An improved machine tool volumetric error compensation method based on linear and squareness error correction method

Abstract

Error compensation is one of effective and economical means to improve the machining accuracy of machine tools. The measurement accuracy of kinematic errors has great impact on the accuracy of machine tool error modeling. Some measurement errors are inevitably generated due to the distortion of the slide table and the limit of local measuring stroke. To solve these problems, an improved machine tool volumetric error compensation method is proposed in this paper, based on linear and squareness error correction method. The linear errors, including position errors and straightness errors, are corrected by considering the distance effect between optical mirror groups and the surface of worktable.
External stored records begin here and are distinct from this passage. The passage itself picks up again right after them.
//! Decoded per-instruction facts delivered by the instrumentation engine.
//!
//! The detector does not decode machine code itself. For every executed
//! instruction inside the monitored image, the host engine supplies the opcode
//! class, the shape of its operands, the registers it reads and writes, and the
//! effective address of any memory read. [`InstructionFacts`] is that bundle.
//!
//! Only general-purpose registers are represented; flag and vector registers
//! are irrelevant to the dispatch pattern and are dropped by the host.

use serde::{Deserialize, Serialize};

use super::X86Register;

/// Opcode class of an executed instruction.
///
/// Only the two classes the dispatch pattern is built from are distinguished.
/// Every other mnemonic deserializes to [`Opcode::Other`].
#[derive(Debug, Clone, Copy, PartialEq, Eq, Hash, Serialize, Deserialize)]
#[serde(rename_all = "lowercase")]
pub enum Opcode {
    /// Move with zero extension: `movzx dst, src`
    Movzx,
    /// Bitwise OR: `or dst, src`
    Or,
    /// Any other instruction
    #[serde(other)]
    Other,
}

/// Kind of an explicit instruction operand, in operand order.
#[derive(Debug, Clone, Copy, PartialEq, Eq, Hash, Serialize, Deserialize)]
#[serde(rename_all = "lowercase")]
pub enum OperandKind {
    /// Register operand (e.g., `eax`, `r13d`)
    Register,
    /// Memory operand (e.g., `[rbx+2]`)
    Memory,
    /// Immediate constant value
    Immediate,
}

/// Facts about one executed instruction.
///
/// `reads` and `writes` follow the engine's operand order, so for two-operand
/// instructions `writes[0]` is the destination and `reads[0]` the first
/// register source.
///
/// # Examples
///
/// ```rust
/// use dispatchscope::x86::{InstructionFacts, Opcode, X86Register};
///
/// // movzx ecx, byte ptr [rbx+1]
/// let load = InstructionFacts::movzx_load(0x5000, X86Register::Ecx, 0x7f00_0001);
/// assert_eq!(load.opcode, Opcode::Movzx);
/// assert_eq!(load.memory_read, Some(0x7f00_0001));
/// assert_eq!(load.destination(), Some(X86Register::Ecx));
/// ```
#[derive(Debug, Clone, PartialEq, Eq, Serialize, Deserialize)]
pub struct InstructionFacts {
    /// Absolute address of the instruction.
    pub address: u64,
    /// Opcode class.
    pub opcode: Opcode,
    /// Explicit operand kinds, destination first.
    #[serde(default)]
    pub operands: Vec<OperandKind>,
    /// General-purpose registers read by the instruction.
    #[serde(default)]
    pub reads: Vec<X86Register>,
    /// General-purpose registers written by the instruction.
    #[serde(default)]
    pub writes: Vec<X86Register>,
    /// Effective address of the memory read, if the instruction reads memory.
    #[serde(default)]
    pub memory_read: Option<u64>,
}

impl InstructionFacts {
    /// `movzx dst, byte ptr [ea]` executed at `address`.
    pub fn movzx_load(address: u64, dst: X86Register, ea: u64) -> Self {
        Self {
            address,
            opcode: Opcode::Movzx,
            operands: vec![OperandKind::Register, OperandKind::Memory],
            reads: Vec::new(),
            writes: vec![dst],
            memory_read: Some(ea),
        }
    }

    /// `movzx dst, src` between two registers.
    pub fn movzx_reg(address: u64, dst: X86Register, src: X86Register) -> Self {
        Self {
            address,
            opcode: Opcode::Movzx,
            operands: vec![OperandKind::Register, OperandKind::Register],
            reads: vec![src],
            writes: vec![dst],
            memory_read: None,
        }
    }

    /// `or dst, src` between two registers.
    pub fn or_reg(address: u64, dst: X86Register, src: X86Register) -> Self {
        Self {
            address,
            opcode: Opcode::Or,
            operands: vec![OperandKind::Register, OperandKind::Register],
            reads: vec![dst, src],
            writes: vec![dst],
            memory_read: None,
        }
    }

    /// Any other instruction writing `writes`.
    pub fn other(address: u64, writes: &[X86Register]) -> Self {
        Self {
            address,
            opcode: Opcode::Other,
            operands: Vec::new(),
            reads: Vec::new(),
            writes: writes.to_vec(),
            memory_read: None,
        }
    }

    /// Sets the memory read effective address.
    #[must_use]
    pub fn with_memory_read(mut self, ea: u64) -> Self {
        self.memory_read = Some(ea);
        self
    }

    /// Returns the first written register, if any.
    #[inline]
    pub fn destination(&self) -> Option<X86Register> {
        self.writes.first().copied()
    }

    /// Returns true if the first two explicit operands are both registers.
    pub fn is_reg_reg(&self) -> bool {
        matches!(
            self.operands.as_slice(),
            [OperandKind::Register, OperandKind::Register, ..]
        )
    }

    /// Returns the register read as the second explicit operand.
    ///
    /// For `or dst, src` the engine reports `dst` as the first read register,
    /// so the source is the second one. For `movzx dst, src` the destination is
    /// not read and the source is the only read register.
    pub fn source_register(&self) -> Option<X86Register> {
        match self.opcode {
            Opcode::Or => self.reads.get(1).copied(),
            _ => self.reads.first().copied(),
        }
    }

    /// Returns true if the instruction reads memory.
    #[inline]
    pub fn reads_memory(&self) -> bool {
        self.memory_read.is_some()
    }
}
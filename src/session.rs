//! Host-side glue between an instrumentation engine and the detector.
//!
//! A [`TraceSession`] lives for the whole monitored process. The engine calls
//! [`TraceSession::on_image_load`] when the main executable is mapped,
//! [`TraceSession::on_instruction`] for every executed instruction, and
//! [`TraceSession::finalize`] once at process exit. Instructions outside the
//! image bounds, or arriving before the image is known, are skipped before
//! classification and never touch detector state.
//!
//! # Example
//!
//! ```rust
//! use dispatchscope::{
//!     session::{ImageBounds, TraceSession},
//!     x86::{InstructionFacts, X86Register},
//!     DetectorConfig,
//! };
//!
//! let mut session = TraceSession::new(DetectorConfig::default())?;
//! session.on_image_load(ImageBounds::new(0x400000, 0x4fffff));
//!
//! session.on_instruction(&InstructionFacts::movzx_load(0x401000, X86Register::Ecx, 0x7f00_0010));
//! session.on_instruction(&InstructionFacts::or_reg(0x401004, X86Register::R13d, X86Register::Ecx));
//! session.on_instruction(&InstructionFacts::movzx_reg(0x401008, X86Register::Edx, X86Register::R13b));
//!
//! let reads = session.finalize();
//! assert_eq!(reads.len(), 1);
//! assert_eq!(reads[0].instruction_offset, 0x1000);
//! # Ok::<(), dispatchscope::Error>(())
//! ```

use std::io::Write;

use log::{debug, info};
use serde::{Deserialize, Serialize};

use crate::{
    classify::{classify, Event},
    detector::{BytecodeLoadDetector, ConfirmedRead},
    output,
    x86::InstructionFacts,
    DetectorConfig, Result,
};

/// Address range of the main executable image, inclusive on both ends.
#[derive(Debug, Clone, Copy, PartialEq, Eq, Serialize, Deserialize)]
pub struct ImageBounds {
    /// Lowest mapped address, used as the image base.
    pub low: u64,
    /// Highest mapped address.
    pub high: u64,
}

impl ImageBounds {
    /// Creates bounds for `[low, high]`.
    pub fn new(low: u64, high: u64) -> Self {
        Self { low, high }
    }

    /// Returns true if `address` lies within `[low, high]`.
    #[inline]
    pub fn contains(&self, address: u64) -> bool {
        address >= self.low && address <= self.high
    }
}

/// Counters describing what a session has seen.
#[derive(Debug, Clone, Copy, Default, PartialEq, Eq, Serialize)]
pub struct SessionStats {
    /// Instructions delivered to the session.
    pub instructions: u64,
    /// Instructions skipped because they were outside the image.
    pub out_of_bounds: u64,
    /// Load events.
    pub loads: u64,
    /// Clobber events.
    pub clobbers: u64,
    /// OR events.
    pub ors: u64,
    /// Offset-use events.
    pub offset_uses: u64,
}

/// One monitored-process session: configuration, image bounds and exactly one detector.
#[derive(Debug)]
pub struct TraceSession {
    config: DetectorConfig,
    bounds: Option<ImageBounds>,
    detector: BytecodeLoadDetector,
    stats: SessionStats,
}

impl TraceSession {
    /// Creates a session with a validated configuration.
    ///
    /// # Errors
    ///
    /// Returns [`crate::Error::InvalidConfig`] if the configuration is inconsistent.
    pub fn new(config: DetectorConfig) -> Result<Self> {
        config.validate()?;
        Ok(Self {
            config,
            bounds: None,
            detector: BytecodeLoadDetector::new(0),
            stats: SessionStats::default(),
        })
    }

    /// Records the main image's address range. A later notification replaces it.
    pub fn on_image_load(&mut self, bounds: ImageBounds) {
        info!("Main image mapped at {:#x}-{:#x}", bounds.low, bounds.high);
        self.bounds = Some(bounds);
        self.detector.set_image_base(bounds.low);
    }

    /// Processes one executed instruction.
    pub fn on_instruction(&mut self, facts: &InstructionFacts) {
        self.stats.instructions += 1;

        let in_image = self
            .bounds
            .is_some_and(|bounds| bounds.contains(facts.address));
        if !in_image {
            self.stats.out_of_bounds += 1;
            return;
        }

        let Some(event) = classify(facts, &self.config) else {
            return;
        };

        match &event {
            Event::Load { .. } => self.stats.loads += 1,
            Event::Clobber { .. } => self.stats.clobbers += 1,
            Event::Or { .. } => self.stats.ors += 1,
            Event::OffsetUse => self.stats.offset_uses += 1,
        }
        event.apply(&mut self.detector);
    }

    /// Returns the session configuration.
    #[inline]
    pub fn config(&self) -> &DetectorConfig {
        &self.config
    }

    /// Returns the image bounds, once known.
    #[inline]
    pub fn bounds(&self) -> Option<ImageBounds> {
        self.bounds
    }

    /// Returns the detector, for inspection.
    #[inline]
    pub fn detector(&self) -> &BytecodeLoadDetector {
        &self.detector
    }

    /// Returns the session counters.
    #[inline]
    pub fn stats(&self) -> SessionStats {
        self.stats
    }

    /// Ends the session and drains the confirmed-read log.
    pub fn finalize(self) -> Vec<ConfirmedRead> {
        debug!("Session stats: {:?}", self.stats);
        let reads = self.detector.finalize();
        info!("Number of bytecode reads found: {}", reads.len());
        reads
    }

    /// Ends the session and writes the log to `writer`, returning the number of reads.
    ///
    /// # Errors
    ///
    /// Returns [`crate::Error::FileError`] if writing fails.
    pub fn finalize_to<W: Write>(self, writer: W) -> Result<usize> {
        let reads = self.finalize();
        output::write_confirmed_reads(&reads, writer)?;
        Ok(reads.len())
    }

    /// Ends the session and writes the log to the configured output path.
    ///
    /// # Errors
    ///
    /// Returns [`crate::Error::FileError`] if the output file cannot be written.
    pub fn finalize_to_file(self) -> Result<usize> {
        let path = self.config.output.clone();
        let reads = self.finalize();
        output::write_confirmed_reads_to_path(&reads, &path)?;
        info!("Wrote confirmed reads to {}", path.display());
        Ok(reads.len())
    }
}
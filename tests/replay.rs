//! End-to-end tests: recorded trace in, confirmed-read file out, compared
//! against a ground-truth log.

use std::{fs, io::Write};

use dispatchscope::{
    compare::{compare, read_address_column_from_path},
    output::{read_confirmed_reads_from_path, scan_confirmed_reads_from_path},
    prelude::*,
    trace::replay,
    DEFAULT_OUTPUT,
};

const LOW: u64 = 0x5555_5555_4000;
const HIGH: u64 = 0x5555_5595_3fff;

fn record(facts: &InstructionFacts) -> String {
    serde_json::to_string(&TraceRecord::Ins(facts.clone())).unwrap()
}

/// One dispatch iteration loading `value` from `ea` at image offset `offset`.
fn dispatch(out: &mut Vec<String>, offset: u64, ea: u64) {
    let at = LOW + offset;
    out.push(record(&InstructionFacts::movzx_load(at, X86Register::Ecx, ea)));
    out.push(record(&InstructionFacts::or_reg(
        at + 4,
        X86Register::R13d,
        X86Register::Ecx,
    )));
    out.push(record(&InstructionFacts::movzx_reg(
        at + 7,
        X86Register::Edx,
        X86Register::R13b,
    )));
}

fn write_trace(lines: &[String]) -> tempfile::NamedTempFile {
    let mut file = tempfile::NamedTempFile::new().unwrap();
    for line in lines {
        writeln!(file, "{line}").unwrap();
    }
    file.flush().unwrap();
    file
}

#[test]
fn test_replay_to_file() -> Result<()> {
    let mut lines = vec![serde_json::to_string(&TraceRecord::Image {
        low: LOW,
        high: HIGH,
    })
    .unwrap()];
    // Library code outside the image never reaches the detector.
    lines.push(record(&InstructionFacts::movzx_load(
        0x7fff_f7a0_0000,
        X86Register::Ecx,
        0x1,
    )));
    dispatch(&mut lines, 0x1000, 0x7fff_0010);
    lines.push(record(&InstructionFacts::other(LOW + 0x2000, &[X86Register::Ecx])));
    dispatch(&mut lines, 0x1000, 0x7fff_0011);
    lines.push(serde_json::to_string(&TraceRecord::Fini).unwrap());

    let trace_file = write_trace(&lines);
    let dir = tempfile::tempdir().unwrap();
    let output = dir.path().join(DEFAULT_OUTPUT);

    let config = DetectorConfig::default().with_output(&output);
    let mut session = TraceSession::new(config)?;
    let trace = TraceFile::open(trace_file.path())?;
    assert!(replay(trace.data(), &mut session)?);

    let stats = session.stats();
    assert_eq!(stats.instructions, 8);
    assert_eq!(stats.out_of_bounds, 1);
    assert_eq!(stats.offset_uses, 2);
    assert_eq!(session.finalize_to_file()?, 2);

    let text = fs::read_to_string(&output)?;
    assert_eq!(
        text,
        "MemoryAddress: 0x7fff0010 InsAddress: 0x1000\n\
         MemoryAddress: 0x7fff0011 InsAddress: 0x1000\n"
    );

    let reads = read_confirmed_reads_from_path(&output)?;
    assert_eq!(reads.len(), 2);
    assert_eq!(reads[1].load_address, 0x7fff_0011);
    Ok(())
}

#[test]
fn test_instructions_before_image_ignored() -> Result<()> {
    let mut lines = Vec::new();
    dispatch(&mut lines, 0x1000, 0x10);
    lines.push(
        serde_json::to_string(&TraceRecord::Image {
            low: LOW,
            high: HIGH,
        })
        .unwrap(),
    );

    let trace_file = write_trace(&lines);
    let mut session = TraceSession::new(DetectorConfig::default())?;
    let trace = TraceFile::open(trace_file.path())?;
    assert!(!replay(trace.data(), &mut session)?);

    assert_eq!(session.stats().out_of_bounds, 3);
    assert!(session.finalize().is_empty());
    Ok(())
}

#[test]
fn test_image_bounds_inclusive() -> Result<()> {
    let mut session = TraceSession::new(DetectorConfig::default())?;
    session.on_image_load(ImageBounds::new(LOW, HIGH));

    session.on_instruction(&InstructionFacts::movzx_load(HIGH, X86Register::Ecx, 0x99));
    session.on_instruction(&InstructionFacts::or_reg(
        HIGH + 1,
        X86Register::R13d,
        X86Register::Ecx,
    ));
    assert_eq!(session.stats().loads, 1);
    assert_eq!(session.stats().out_of_bounds, 1);
    assert!(session.detector().candidate(X86Register::Ecx).is_some());
    Ok(())
}

#[test]
fn test_malformed_trace_reports_line() {
    let trace_file = write_trace(&[
        r#"{"kind":"image","low":0,"high":100}"#.to_string(),
        "not json".to_string(),
    ]);
    let mut session = TraceSession::new(DetectorConfig::default()).unwrap();
    let trace = TraceFile::open(trace_file.path()).unwrap();

    match replay(trace.data(), &mut session) {
        Err(Error::TraceFormat { line, .. }) => assert_eq!(line, 2),
        other => panic!("expected a trace format error, got {other:?}"),
    }
}

#[test]
fn test_compare_against_ground_truth() -> Result<()> {
    let dir = tempfile::tempdir().unwrap();
    let debug = dir.path().join("debug.out");
    fs::write(&debug, "LOAD 0x10\nLOAD 0x11\nLOAD 0x12\nLOAD 0x10\n")?;
    let tool = vec![0x10, 0x12, 0x99];

    let report = compare(&read_address_column_from_path(&debug)?, &tool);
    assert_eq!(report.debug_total, 4);
    assert_eq!(report.tool_total, 3);
    assert_eq!(report.missed, 2);
    assert_eq!(report.spurious, 1);
    assert_eq!(report.debug_only_addresses, vec![0x11]);
    Ok(())
}

#[test]
fn test_compare_tool_output_with_summary_line() -> Result<()> {
    let dir = tempfile::tempdir().unwrap();
    let tool = dir.path().join(DEFAULT_OUTPUT);
    let debug = dir.path().join("debug.out");
    fs::write(
        &tool,
        "Number of bytecode founds: 2\n\
         MemoryAddress: 0x10 InsAddress: 0x20\n\
         MemoryAddress: 0x11 InsAddress: 0x20\n",
    )?;
    fs::write(&debug, "LOAD 0x10\nLOAD 0x11\n")?;

    assert!(read_confirmed_reads_from_path(&tool).is_err());
    let tool_addresses: Vec<u64> = scan_confirmed_reads_from_path(&tool)?
        .iter()
        .map(|read| read.load_address)
        .collect();
    assert_eq!(tool_addresses, vec![0x10, 0x11]);

    let report = compare(&read_address_column_from_path(&debug)?, &tool_addresses);
    assert_eq!(report.missed, 0);
    assert_eq!(report.spurious, 0);
    assert_eq!(report.aligned, 2);
    Ok(())
}
use comfy_table::{presets, CellAlignment, ContentArrangement, Table};
use serde::Serialize;

use crate::app::GlobalOptions;

const INDENT: &str = "  ";

/// Emit `data` as pretty JSON under `--json`, otherwise hand it to `render`.
pub fn emit<T: Serialize>(
    data: &T,
    opts: &GlobalOptions,
    render: impl FnOnce(&T),
) -> anyhow::Result<()> {
    if !opts.json {
        render(data);
        return Ok(());
    }
    println!("{}", serde_json::to_string_pretty(data)?);
    Ok(())
}

/// Event counters of a replay, names left and counts right-aligned.
pub fn print_counts(rows: &[(&str, u64)]) {
    print!("{}", render_counts(rows));
}

/// Numbered address list, cut off after `limit` rows.
pub fn print_addresses(addresses: &[u64], limit: usize) {
    print!("{}", render_addresses(addresses, limit));
}

fn render_counts(rows: &[(&str, u64)]) -> String {
    let mut table = bare_table(["Event", "Count"]);
    for (name, count) in rows {
        table.add_row(vec![(*name).to_string(), count.to_string()]);
    }
    align(&mut table, 1, CellAlignment::Right);
    indented(&table)
}

fn render_addresses(addresses: &[u64], limit: usize) -> String {
    let mut table = bare_table(["#", "Address"]);
    for (i, address) in addresses.iter().take(limit).enumerate() {
        table.add_row(vec![(i + 1).to_string(), format!("{address:#x}")]);
    }
    align(&mut table, 0, CellAlignment::Right);

    let mut text = indented(&table);
    if let Some(rest) = addresses.len().checked_sub(limit).filter(|n| *n > 0) {
        text.push_str(&format!("{INDENT}... and {rest} more\n"));
    }
    text
}

fn bare_table(header: [&str; 2]) -> Table {
    let mut table = Table::new();
    table
        .load_preset(presets::NOTHING)
        .set_content_arrangement(ContentArrangement::Disabled)
        .set_header(header.to_vec());
    table
}

fn align(table: &mut Table, column: usize, alignment: CellAlignment) {
    if let Some(col) = table.column_mut(column) {
        col.set_cell_alignment(alignment);
    }
}

fn indented(table: &Table) -> String {
    table
        .to_string()
        .lines()
        .map(|line| format!("{INDENT}{}\n", line.trim_end()))
        .collect()
}
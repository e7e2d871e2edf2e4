//! Persistence of the confirmed-read log.
//!
//! The log is written once, at finalization, as one line per
//! [`ConfirmedRead`] in execution order:
//!
//! ```text
//! MemoryAddress: 0x7f3a1c2b4e12 InsAddress: 0x1d4a3f
//! ```
//!
//! Both values are hexadecimal with a `0x` prefix, including zero (`0x0`).
//! Readers accept the prefix as optional, so files where zero is rendered as a
//! bare `0` parse the same way.
//!
//! [`read_confirmed_reads`] reads a file back strictly and rejects any other
//! line. [`scan_confirmed_reads`] keeps only the result lines, for tool output
//! that carries headers or summary lines around the log.

use std::{
    fs,
    io::{BufRead, BufReader, BufWriter, Write},
    path::Path,
};

use crate::{detector::ConfirmedRead, Result};

const MEMORY_KEY: &str = "MemoryAddress:";
const INSTRUCTION_KEY: &str = "InsAddress:";

/// Writes `reads` to `writer`, one line each, and flushes.
///
/// # Errors
///
/// Returns [`crate::Error::FileError`] if writing fails.
pub fn write_confirmed_reads<W: Write>(reads: &[ConfirmedRead], writer: W) -> Result<()> {
    let mut writer = BufWriter::new(writer);
    for read in reads {
        writeln!(writer, "{read}")?;
    }
    writer.flush()?;
    Ok(())
}

/// Writes `reads` to the file at `path`, replacing any previous content.
///
/// # Errors
///
/// Returns [`crate::Error::FileError`] if the file cannot be created or written.
pub fn write_confirmed_reads_to_path(reads: &[ConfirmedRead], path: &Path) -> Result<()> {
    let file = fs::File::create(path)?;
    write_confirmed_reads(reads, file)
}

/// Parses a single result line.
///
/// Returns `None` for anything that is not a well-formed result line.
pub fn parse_line(line: &str) -> Option<ConfirmedRead> {
    let mut tokens = line.split_whitespace();
    if tokens.next()? != MEMORY_KEY {
        return None;
    }
    let load_address = parse_hex(tokens.next()?)?;
    if tokens.next()? != INSTRUCTION_KEY {
        return None;
    }
    let instruction_offset = parse_hex(tokens.next()?)?;
    if tokens.next().is_some() {
        return None;
    }

    Some(ConfirmedRead {
        load_address,
        instruction_offset,
    })
}

/// Reads a result file back, in file order.
///
/// # Errors
///
/// Returns [`crate::Error::Malformed`] for a non-empty line that is not a result
/// line, or [`crate::Error::FileError`] if reading fails.
pub fn read_confirmed_reads<R: BufRead>(reader: R) -> Result<Vec<ConfirmedRead>> {
    let mut reads = Vec::new();
    for (index, line) in reader.lines().enumerate() {
        let line = line?;
        if line.trim().is_empty() {
            continue;
        }
        match parse_line(&line) {
            Some(read) => reads.push(read),
            None => {
                return Err(malformed_error!(
                    "Invalid result line {}: {}",
                    index + 1,
                    line
                ))
            }
        }
    }
    Ok(reads)
}

/// Reads the result file at `path`.
///
/// # Errors
///
/// See [`read_confirmed_reads`].
pub fn read_confirmed_reads_from_path(path: &Path) -> Result<Vec<ConfirmedRead>> {
    let file = fs::File::open(path)?;
    read_confirmed_reads(BufReader::new(file))
}

/// Collects the result lines of `reader`, skipping every other line.
///
/// # Errors
///
/// Returns [`crate::Error::FileError`] if reading fails.
pub fn scan_confirmed_reads<R: BufRead>(reader: R) -> Result<Vec<ConfirmedRead>> {
    let mut reads = Vec::new();
    for line in reader.lines() {
        if let Some(read) = parse_line(&line?) {
            reads.push(read);
        }
    }
    Ok(reads)
}

/// Collects the result lines of the file at `path`.
///
/// # Errors
///
/// Returns [`crate::Error::FileError`] if the file cannot be read.
pub fn scan_confirmed_reads_from_path(path: &Path) -> Result<Vec<ConfirmedRead>> {
    let file = fs::File::open(path)?;
    scan_confirmed_reads(BufReader::new(file))
}

/// Parses a hexadecimal number with an optional `0x` prefix.
pub(crate) fn parse_hex(token: &str) -> Option<u64> {
    let digits = token
        .strip_prefix("0x")
        .or_else(|| token.strip_prefix("0X"))
        .unwrap_or(token);
    u64::from_str_radix(digits, 16).ok()
}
The squareness errors are corrected through modifying local squareness errors measured with double ball bar to global squareness errors, with the aid of straightness errors measured with multi-laser calibrator. Then volumetric errors are obtained based on multi-body system theory, and volumetric diagonal errors are measured with laser interferometer. It is illustrated that the bidirectional systematic deviation of positioning of four volumetric diagonals reduced about 81.3%, 35.2%, 29.2%, and 4.5% respectively by using this improved machine tool volumetric error compensation method, and it is of obvious advantages in contrast with traditional compensation method with direct measurement data. The improved error compensation method proposed in this paper has universal applicability and has great significance on machine tool accuracy improvement.